In 2014, for the first time in Canadian history, a Quebec fur farmer by the name of Jean-Luc Rodier was charged with animal cruelty following an investigation by the Society for the Prevention of Cruelty to Animals (S.P.C.A.). Fox and mink at the fur farm were seized by animal welfare organizations and some were in such poor condition that they had to be euthanized. Following the S.P.C.A. investigation, this Quebec fur farm was raided by anonymous activists who set free thousands of animals.
Video footage taken at fur farms in 2014 in British Columbia by the A.P.F.A. was described by the S.P.C.A. as "inherently inhumane". Animal rights activists in the city of Vancouver have been using legal and illegal actions to protest selling fur such as vandalism, home demonstrations of fur shop owners, and organizing public protests.
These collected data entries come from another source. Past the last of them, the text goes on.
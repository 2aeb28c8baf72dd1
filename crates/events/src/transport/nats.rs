//! NATS transport built on `async-nats`.
//!
//! The client reconnects on its own using the configured
//! [`ReconnectPolicy`](super::ReconnectPolicy); connection lifecycle events
//! are forwarded to the [`ConnectionMonitor`].

use std::sync::Arc;
use std::time::Duration;

use async_nats::client::RequestErrorKind;
use async_trait::async_trait;
use bytes::Bytes;
use futures::StreamExt;

use super::{
    ConnectionEvent, ConnectionMonitor, ConnectionState, InboundMessage, Subscription, Transport,
    TransportError,
};
use crate::config::TransportConfig;

pub struct NatsTransport {
    client: async_nats::Client,
    monitor: Arc<ConnectionMonitor>,
}

impl NatsTransport {
    /// Connect and fail if the server cannot be reached right now.
    pub async fn connect(config: &TransportConfig) -> Result<Self, TransportError> {
        Self::open(config, false).await
    }

    /// Return immediately; the client keeps trying to reach the server in
    /// the background and the monitor reports `Pending` until it does.
    pub async fn connect_lazy(config: &TransportConfig) -> Result<Self, TransportError> {
        Self::open(config, true).await
    }

    async fn open(config: &TransportConfig, lazy: bool) -> Result<Self, TransportError> {
        let monitor = Arc::new(ConnectionMonitor::new(ConnectionState::Pending));
        let wait = config.reconnect.wait;
        let events_monitor = Arc::clone(&monitor);

        let mut options = async_nats::ConnectOptions::new()
            .name(&config.client_name)
            .connection_timeout(config.connect_timeout)
            .ping_interval(config.ping_interval)
            .request_timeout(Some(config.request_timeout))
            .max_reconnects(Some(config.reconnect.max_attempts))
            .reconnect_delay_callback(move |_| wait)
            .event_callback(move |event| {
                let monitor = Arc::clone(&events_monitor);
                async move { on_client_event(&monitor, event) }
            });
        if lazy {
            options = options.retry_on_initial_connect();
        }

        tracing::info!(url = %config.url, name = %config.client_name, "Connecting to NATS");

        let client = options
            .connect(config.url.as_str())
            .await
            .map_err(|e| TransportError::Connect(e.to_string()))?;

        if client.connection_state() == async_nats::connection::State::Connected {
            monitor.record(ConnectionEvent::Connected);
        }

        Ok(Self { client, monitor })
    }
}

fn on_client_event(monitor: &ConnectionMonitor, event: async_nats::Event) {
    match event {
        async_nats::Event::Connected => monitor.record(ConnectionEvent::Connected),
        async_nats::Event::Disconnected => monitor.record(ConnectionEvent::Disconnected),
        async_nats::Event::Closed => monitor.record(ConnectionEvent::Closed),
        async_nats::Event::LameDuckMode => monitor.record(ConnectionEvent::LameDuck),
        other => tracing::warn!(event = %other, "NATS client event"),
    }
}

#[async_trait]
impl Transport for NatsTransport {
    async fn publish(&self, subject: &str, payload: Bytes) -> Result<(), TransportError> {
        self.client
            .publish(subject.to_string(), payload)
            .await
            .map_err(|e| TransportError::Publish {
                subject: subject.to_string(),
                reason: e.to_string(),
            })
    }

    async fn request(
        &self,
        subject: &str,
        payload: Bytes,
        timeout: Duration,
    ) -> Result<Bytes, TransportError> {
        let request = self.client.request(subject.to_string(), payload);
        let timed_out = || TransportError::RequestTimeout {
            subject: subject.to_string(),
            timeout,
        };

        match tokio::time::timeout(timeout, request).await {
            Ok(Ok(message)) => Ok(message.payload),
            Ok(Err(e)) => Err(match e.kind() {
                RequestErrorKind::NoResponders => TransportError::NoResponders(subject.to_string()),
                RequestErrorKind::TimedOut => timed_out(),
                _ => TransportError::Request {
                    subject: subject.to_string(),
                    reason: e.to_string(),
                },
            }),
            Err(_) => Err(timed_out()),
        }
    }

    async fn subscribe(&self, subject: &str) -> Result<Subscription, TransportError> {
        let subscriber = self
            .client
            .subscribe(subject.to_string())
            .await
            .map_err(|e| TransportError::Subscribe {
                subject: subject.to_string(),
                reason: e.to_string(),
            })?;

        let messages = subscriber
            .map(|message| InboundMessage {
                subject: message.subject.to_string(),
                payload: message.payload,
                reply: message.reply.map(|r| r.to_string()),
            })
            .boxed();

        Ok(Subscription::new(subject, messages))
    }

    fn monitor(&self) -> &ConnectionMonitor {
        &self.monitor
    }

    /// Drain subscriptions and pending publishes, then close the client.
    async fn close(&self) -> Result<(), TransportError> {
        let drained = self.client.drain().await;
        self.monitor.record(ConnectionEvent::Closed);
        drained.map_err(|e| TransportError::Drain(e.to_string()))
    }
}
Canadian fur farms in the Province of Ontario have been repeatedly targeted by the Animal Liberation Front (ALF). Thousands of mink were freed from farms across the province during 2013 and 2015. The mink breeders association of Ontario responded by offering a hundred thousand dollar bounty leading to a conviction of the persons responsible. Undercover footage was also released by the ALF in 2015 of several Ontario area mink farms, showcasing injured animals and mink cages covered in feces and maggots. Animal rights organizations across the province have taken a wide array of actions to stop the fur trade, such as public protests and disruptions of fur fashion shows.